Но будем решать все по порядку. Сначала я должен изложить сенату мой великолепный план, как все исправить и всех нас спасти. Был ли у меня на самом деле великолепный план? Как ни удивительно, но, возможно, был. По крайней мере его наметки. Великолепный указатель плана.
Захватив с собой латте с лемурийскими пряностями и пару черничных маффинов – ведь Мэг так не хватает сахара и кофеина, – мы присоединились к толпе полубогов, медленно двигающейся к городу.

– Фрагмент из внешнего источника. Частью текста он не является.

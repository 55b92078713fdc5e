// ============================================
// src/ui.rs
// UI描画
// ============================================

use ratatui::{
    prelude::*,
    style::{Color, Style, Stylize},
    text::{Line, Span},
    widgets::{Block, Borders, Gauge, Paragraph},
};

use crate::catalog::Difficulty;
use crate::session::{Phase, Question, Snapshot};

const TITLE: &str = " こくき クイズ ";

/// メニューの1行 (むずかしさ + 問題数)
#[derive(Debug, Clone, Copy)]
pub struct MenuEntry {
    pub difficulty: Difficulty,
    pub question_count: usize,
}

/// 描画に必要なもの一式
pub struct View<'a> {
    pub snapshot: Snapshot<'a>,
    pub menu: &'a [MenuEntry],
    /// 選択中の行 (メニュー or 選択肢)
    pub cursor: usize,
}

pub fn draw(f: &mut Frame, view: &View) {
    let size = f.area();
    // 枠線を描画
    let block = Block::default().borders(Borders::ALL).title(TITLE);
    let inner_area = block.inner(size);
    f.render_widget(block, size);

    let chunks = Layout::default()
        .direction(Direction::Vertical)
        .constraints([
            Constraint::Min(1),    // [0] メイン
            Constraint::Length(1), // [1] キー操作のヒント
        ])
        .split(inner_area);

    let hint = match view.snapshot.phase {
        Phase::Idle => "↑↓/1-3: えらぶ  Enter: はじめる  Esc: おわる",
        Phase::Answering => "↑↓/すうじ: えらぶ  Enter: こたえる  Esc: メニュー",
        Phase::ShowingResult if view.snapshot.auto_advance_pending => "Esc: メニュー",
        Phase::ShowingResult => "Enter: つぎのもんだい  Esc: メニュー",
        Phase::Ended => "Enter: さいしょにもどる  Esc: メニュー",
    };
    f.render_widget(
        Paragraph::new(hint).style(Style::default().fg(Color::DarkGray)).centered(),
        chunks[1],
    );

    match view.snapshot.phase {
        Phase::Idle => draw_menu(f, chunks[0], view),
        Phase::Ended => draw_summary(f, chunks[0], &view.snapshot),
        Phase::Answering | Phase::ShowingResult => draw_game(f, chunks[0], view),
    }
}

// --------------------------------------------------
// むずかしさ選択
// --------------------------------------------------

fn draw_menu(f: &mut Frame, area: Rect, view: &View) {
    let mut lines = vec![
        Line::from("むずかしさを えらんでね").style(Style::default().fg(Color::Cyan).bold()),
        Line::from(""),
    ];

    for (i, entry) in view.menu.iter().enumerate() {
        let text = format!(
            "{}. {} ({}もん)",
            i + 1,
            entry.difficulty.label(),
            entry.question_count
        );
        let color = match entry.difficulty {
            Difficulty::Easy => Color::Green,
            Difficulty::Medium => Color::Yellow,
            Difficulty::Hard => Color::Red,
        };
        let style = if i == view.cursor {
            Style::default().fg(Color::Black).bg(color)
        } else {
            Style::default().fg(color)
        };
        lines.push(Line::from(Span::styled(text, style)));
    }

    f.render_widget(Paragraph::new(lines).centered(), centered_rows(area, 5));
}

// --------------------------------------------------
// 問題とリザルト
// --------------------------------------------------

fn draw_game(f: &mut Frame, area: Rect, view: &View) {
    let snap = &view.snapshot;

    let chunks = Layout::default()
        .direction(Direction::Vertical)
        .constraints([
            Constraint::Length(1), // [0] 進み具合
            Constraint::Length(1), // [1] とくてん
            Constraint::Length(1), // [2] 空白
            Constraint::Min(1),    // [3] 問題 or リザルト
        ])
        .split(area);

    // 0. 進み具合 (何問目か)
    let ratio = if snap.question_count > 0 {
        (snap.question_index as f64 / snap.question_count as f64).min(1.0)
    } else {
        0.0
    };
    let gauge = Gauge::default()
        .gauge_style(Style::default().fg(Color::Blue).bg(Color::Black))
        .ratio(ratio)
        .label(format!("{} / {}", snap.question_index, snap.question_count));
    f.render_widget(gauge, chunks[0]);

    // 1. とくてん
    f.render_widget(
        Paragraph::new(format!("とくてん: {}", snap.score))
            .style(Style::default().fg(Color::Yellow).bold())
            .centered(),
        chunks[1],
    );

    let Some(question) = snap.question else {
        return;
    };

    if snap.phase == Phase::ShowingResult {
        draw_result(f, chunks[3], snap.last_answer_correct, question);
    } else {
        draw_question(f, chunks[3], question, view.cursor);
    }
}

fn draw_question(f: &mut Frame, area: Rect, question: &Question, cursor: usize) {
    let mut lines = vec![
        Line::from("このこくきは どこのくに？").style(Style::default().fg(Color::Gray)),
        Line::from(""),
        Line::from(&*question.correct.flag).style(Style::default().bold()),
        Line::from(""),
    ];

    for (i, option) in question.options.iter().enumerate() {
        let text = format!("{}. {}", i + 1, option);
        let style = if i == cursor {
            Style::default().fg(Color::Black).bg(Color::White)
        } else {
            Style::default().fg(Color::White)
        };
        lines.push(Line::from(Span::styled(text, style)));
    }

    f.render_widget(Paragraph::new(lines).centered(), area);
}

fn draw_result(f: &mut Frame, area: Rect, correct: bool, question: &Question) {
    let lines = if correct {
        let style = Style::default().fg(Color::Green);
        vec![
            Line::from("せいかい！").style(style.bold()),
            Line::from(""),
            Line::from("つぎのもんだいに すすみます").style(style),
        ]
    } else {
        let style = Style::default().fg(Color::Red);
        vec![
            Line::from("ざんねん...").style(style.bold()),
            Line::from(""),
            Line::from(format!(
                "こたえ: {} {}",
                question.correct.flag,
                question.correct_label()
            ))
            .style(style),
        ]
    };

    f.render_widget(Paragraph::new(lines).centered(), centered_rows(area, 3));
}

// --------------------------------------------------
// おわり
// --------------------------------------------------

fn draw_summary(f: &mut Frame, area: Rect, snap: &Snapshot) {
    let lines = vec![
        Line::from("クイズ おわり！").style(Style::default().fg(Color::Green).bold()),
        Line::from(""),
        Line::from(format!("さいしゅうてん: {} / {}", snap.score, snap.question_count))
            .style(Style::default().fg(Color::Yellow)),
    ];
    f.render_widget(Paragraph::new(lines).centered(), centered_rows(area, 3));
}

/// 高さ `rows` の領域を縦方向の真ん中に取る
fn centered_rows(area: Rect, rows: u16) -> Rect {
    let [_, middle, _] = Layout::vertical([
        Constraint::Fill(1),
        Constraint::Length(rows),
        Constraint::Fill(1),
    ])
    .areas(area);
    middle
}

Когда мы добрались до Дома сената, все уже заняли свои места. Рядом с рострами стояли преторы Рейна и Фрэнк, облаченные в парадные пурпурно-золотые одежды. Первый ряд скамей занимали десять сенаторов лагеря – каждый в белой тоге с пурпурной каймой, – заслуженные ветераны; те, чьи возможности к передвижению были ограниченны; Элла и Тайсон. Элла суетилась, изо всех сил стараясь не задеть плечом сидящего слева сенатора. Тайсон улыбался лару справа от него, засунув палец в его призрачную грудную клетку.
За ними полукругом шли ярусы, до отказа заполненные легионерами, ларами, ушедшими на покой ветеранами и другими жителями Нового Рима. Настолько заполненного зала я не видел с 1867 года, когда Чарльз Диккенс отправился во второй американский тур. (Отличное было шоу. У меня в Солнечном дворце до сих пор в рамке висит футболка с его автографом.)